■ **What the task requires**: The records sit below. Return every line in them that holds the word "EnvironmentVariableError".

[Collected data]
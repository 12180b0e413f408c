use std::borrow::Cow;
use std::env::VarError;
use std::path::PathBuf;

use serde::Deserialize;
use tracing_subscriber::EnvFilter;

use crate::environment::EnvironmentReader;
use crate::traits::TryResolve;
use crate::{EnvironmentVariableError, LoggingConfigurationError};


fn default_level_filter() -> String {
    "info".to_string()
}


#[derive(Deserialize, Clone, Debug)]
pub(crate) struct UnresolvedLoggingConfiguration {
    #[serde(default = "default_level_filter")]
    console_output_level_filter: String,

    #[serde(default = "default_level_filter")]
    log_file_output_level_filter: String,

    #[serde(default)]
    log_file_output_directory: Option<String>,
}

impl Default for UnresolvedLoggingConfiguration {
    fn default() -> Self {
        Self {
            console_output_level_filter: default_level_filter(),
            log_file_output_level_filter: default_level_filter(),
            log_file_output_directory: None,
        }
    }
}

impl UnresolvedLoggingConfiguration {
    pub(crate) fn from_environment<F>(
        environment: &EnvironmentReader<F>,
    ) -> Result<Self, EnvironmentVariableError>
    where
        F: Fn(&str) -> Result<String, VarError>,
    {
        Ok(Self {
            console_output_level_filter: environment
                .read_optional("LOG_CONSOLE_LEVEL_FILTER")?
                .unwrap_or_else(default_level_filter),
            log_file_output_level_filter: environment
                .read_optional("LOG_FILE_LEVEL_FILTER")?
                .unwrap_or_else(default_level_filter),
            log_file_output_directory: environment.read_optional("LOG_FILE_DIRECTORY")?,
        })
    }
}


/// Logging-related configuration.
#[derive(Clone, Debug)]
pub struct LoggingConfiguration {
    /// Tracing filter for the console (stdout) output, e.g. `info` or `deutsch_learn=debug`.
    pub console_output_level_filter: String,

    /// Tracing filter for the log file output.
    pub log_file_output_level_filter: String,

    /// Directory to write daily-rotated log files into.
    /// If `None`, logging to files is disabled.
    pub log_file_output_directory: Option<PathBuf>,
}

impl TryResolve for UnresolvedLoggingConfiguration {
    type Resolved = LoggingConfiguration;
    type Error = LoggingConfigurationError;

    fn try_resolve(self) -> Result<Self::Resolved, Self::Error> {
        // Validate the file and console level filters.
        if let Err(error) = EnvFilter::try_new(&self.console_output_level_filter) {
            return Err(LoggingConfigurationError::InvalidTracingFilter {
                invalid_filter: self.console_output_level_filter,
                kind: Cow::from("console_output_level_filter"),
                error,
            });
        }

        if let Err(error) = EnvFilter::try_new(&self.log_file_output_level_filter) {
            return Err(LoggingConfigurationError::InvalidTracingFilter {
                invalid_filter: self.log_file_output_level_filter,
                kind: Cow::from("log_file_output_level_filter"),
                error,
            });
        }


        let log_file_output_directory = self
            .log_file_output_directory
            .filter(|directory| !directory.trim().is_empty())
            .map(PathBuf::from);


        Ok(Self::Resolved {
            console_output_level_filter: self.console_output_level_filter,
            log_file_output_level_filter: self.log_file_output_level_filter,
            log_file_output_directory,
        })
    }
}

impl LoggingConfiguration {
    pub fn console_output_level_filter(&self) -> EnvFilter {
        // PANIC SAFETY: This is safe because we checked that the input is valid in `try_resolve`.
        EnvFilter::try_new(&self.console_output_level_filter).unwrap()
    }

    pub fn log_file_output_level_filter(&self) -> EnvFilter {
        // PANIC SAFETY: This is safe because we checked that the input is valid in `try_resolve`.
        EnvFilter::try_new(&self.log_file_output_level_filter).unwrap()
    }
}
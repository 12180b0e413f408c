use std::borrow::Cow;

use deutsch_learn_core::id::WordId;
use deutsch_learn_core::words::{HardLevel, WordForms};

use crate::TryIntoExternalModel;


#[derive(Clone, Debug)]
pub struct WordModel {
    pub id: WordId,

    pub german_word: String,

    pub translation: String,

    pub image: Option<String>,

    pub hard_level: HardLevel,

    pub forms: WordForms,
}


/// A row of the `words` table, exactly as stored.
#[derive(sqlx::FromRow)]
pub struct InternalWordModel {
    pub(crate) id: i64,

    pub(crate) german_word: String,

    pub(crate) translation: String,

    pub(crate) image: Option<String>,

    pub(crate) hard_level: i64,

    pub(crate) is_verb: bool,

    pub(crate) second_verb: Option<String>,

    pub(crate) third_verb: Option<String>,

    pub(crate) is_plural: bool,

    pub(crate) plural: Option<String>,
}

impl TryIntoExternalModel for InternalWordModel {
    type ExternalModel = WordModel;
    type Error = Cow<'static, str>;

    fn try_into_external_model(self) -> Result<Self::ExternalModel, Self::Error> {
        let hard_level = HardLevel::new(self.hard_level).ok_or_else(|| {
            Cow::from(format!(
                "word {} has hard level {}, expected a value between 0 and 100",
                self.id, self.hard_level
            ))
        })?;

        let forms = match (
            self.is_verb,
            self.is_plural,
            self.second_verb,
            self.third_verb,
            self.plural,
        ) {
            (false, false, None, None, None) => WordForms::Plain,
            (true, false, Some(second_verb), Some(third_verb), None) => WordForms::Verb {
                second_verb,
                third_verb,
            },
            (false, true, None, None, Some(plural)) => WordForms::Plural { plural },
            (is_verb, is_plural, ..) => {
                return Err(Cow::from(format!(
                    "word {} has inconsistent verb and plural columns \
                    (is_verb = {}, is_plural = {})",
                    self.id, is_verb, is_plural
                )));
            }
        };

        Ok(Self::ExternalModel {
            id: WordId::new(self.id),
            german_word: self.german_word,
            translation: self.translation,
            image: self.image,
            hard_level,
            forms,
        })
    }
}
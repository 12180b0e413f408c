use std::env::VarError;
use std::fs;
use std::path::{Path, PathBuf};

use serde::Deserialize;

mod database;
mod http;
mod logging;

pub use database::*;
pub use http::*;
pub use logging::*;

use crate::environment::EnvironmentReader;
use crate::traits::{Resolve, TryResolve, TryResolveWithContext};
use crate::{ConfigurationLoadingError, ConfigurationResolutionError, EnvironmentVariableError};



#[derive(Deserialize, Debug)]
pub(crate) struct UnresolvedConfiguration {
    /// Logging-related configuration.
    #[serde(default)]
    logging: UnresolvedLoggingConfiguration,

    /// Configuration related to the HTTP server.
    http: UnresolvedHttpConfiguration,

    /// Configuration related to the database.
    database: UnresolvedDatabaseConfiguration,
}

impl UnresolvedConfiguration {
    fn from_environment<F>(
        environment: &EnvironmentReader<F>,
    ) -> Result<Self, EnvironmentVariableError>
    where
        F: Fn(&str) -> Result<String, VarError>,
    {
        Ok(Self {
            logging: UnresolvedLoggingConfiguration::from_environment(environment)?,
            http: UnresolvedHttpConfiguration::from_environment(environment)?,
            database: UnresolvedDatabaseConfiguration::from_environment(environment)?,
        })
    }
}


/// Where a [`Configuration`] was loaded from.
#[derive(Debug, Clone, PartialEq, Eq)]
pub enum ConfigurationSource {
    /// Loaded from environment variables (and, optionally, a `.env` file).
    Environment,

    /// Loaded from a TOML configuration file.
    File { path: PathBuf },
}


/// The entire Deutsch Learn backend configuration.
#[derive(Debug, Clone)]
pub struct Configuration {
    /// Where this [`Configuration`] instance was loaded from.
    pub source: ConfigurationSource,

    /// Logging-related configuration.
    pub logging: LoggingConfiguration,

    /// Configuration related to the HTTP server.
    pub http: HttpConfiguration,

    /// Configuration related to the database.
    pub database: DatabaseConfiguration,
}



pub(crate) struct ConfigurationResolutionContext {
    source: ConfigurationSource,
}


impl TryResolveWithContext for UnresolvedConfiguration {
    type Resolved = Configuration;
    type Context = ConfigurationResolutionContext;
    type Error = ConfigurationResolutionError;

    fn try_resolve_with_context(
        self,
        context: Self::Context,
    ) -> Result<Self::Resolved, Self::Error> {
        let logging = self.logging.try_resolve()?;
        let http = self.http.try_resolve()?;
        let database = self.database.resolve();

        Ok(Configuration {
            source: context.source,
            logging,
            http,
            database,
        })
    }
}


impl Configuration {
    /// Load the configuration from a specific TOML file path.
    pub fn load_from_path<S: AsRef<Path>>(
        configuration_file_path: S,
    ) -> Result<Self, ConfigurationLoadingError> {
        let configuration_file_path = configuration_file_path.as_ref();

        // Read the configuration file into memory as a string.
        let configuration_string = fs::read_to_string(configuration_file_path).map_err(|error| {
            ConfigurationLoadingError::UnableToReadConfigurationFile {
                path: configuration_file_path.to_path_buf(),
                error,
            }
        })?;

        // Falls back to the path as given if it can't be canonicalized.
        let configuration_file_path = dunce::canonicalize(configuration_file_path)
            .unwrap_or_else(|_| configuration_file_path.to_path_buf());

        // Parse the string into the [`UnresolvedConfiguration`] structure and then resolve it.
        let unresolved_configuration =
            toml::from_str::<UnresolvedConfiguration>(&configuration_string)
                .map_err(|error| ConfigurationLoadingError::ParsingError { error })?;

        let resolved_configuration =
            unresolved_configuration.try_resolve_with_context(ConfigurationResolutionContext {
                source: ConfigurationSource::File {
                    path: configuration_file_path,
                },
            })?;

        Ok(resolved_configuration)
    }

    /// Load the configuration from the process environment.
    ///
    /// Expects `DATABASE_URL`, `API_HOST`, `API_PORT` and `ALLOWED_ORIGINS` (comma-separated)
    /// to be set. `DATABASE_MAX_CONNECTIONS`, `LOG_CONSOLE_LEVEL_FILTER`,
    /// `LOG_FILE_LEVEL_FILTER` and `LOG_FILE_DIRECTORY` are optional.
    pub fn load_from_environment() -> Result<Self, ConfigurationLoadingError> {
        Self::load_from_environment_with(|key| std::env::var(key))
    }

    /// Load the configuration using `lookup` to read environment variables.
    pub fn load_from_environment_with<F>(lookup: F) -> Result<Self, ConfigurationLoadingError>
    where
        F: Fn(&str) -> Result<String, VarError>,
    {
        let environment = EnvironmentReader::new(lookup);

        let unresolved_configuration = UnresolvedConfiguration::from_environment(&environment)?;

        let resolved_configuration =
            unresolved_configuration.try_resolve_with_context(ConfigurationResolutionContext {
                source: ConfigurationSource::Environment,
            })?;

        Ok(resolved_configuration)
    }
}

■ **Answer space**:
use crate::{EnvironmentVariableError, LoggingConfigurationError};
    ) -> Result<Self, EnvironmentVariableError>
use crate::{ConfigurationLoadingError, ConfigurationResolutionError, EnvironmentVariableError};
    ) -> Result<Self, EnvironmentVariableError>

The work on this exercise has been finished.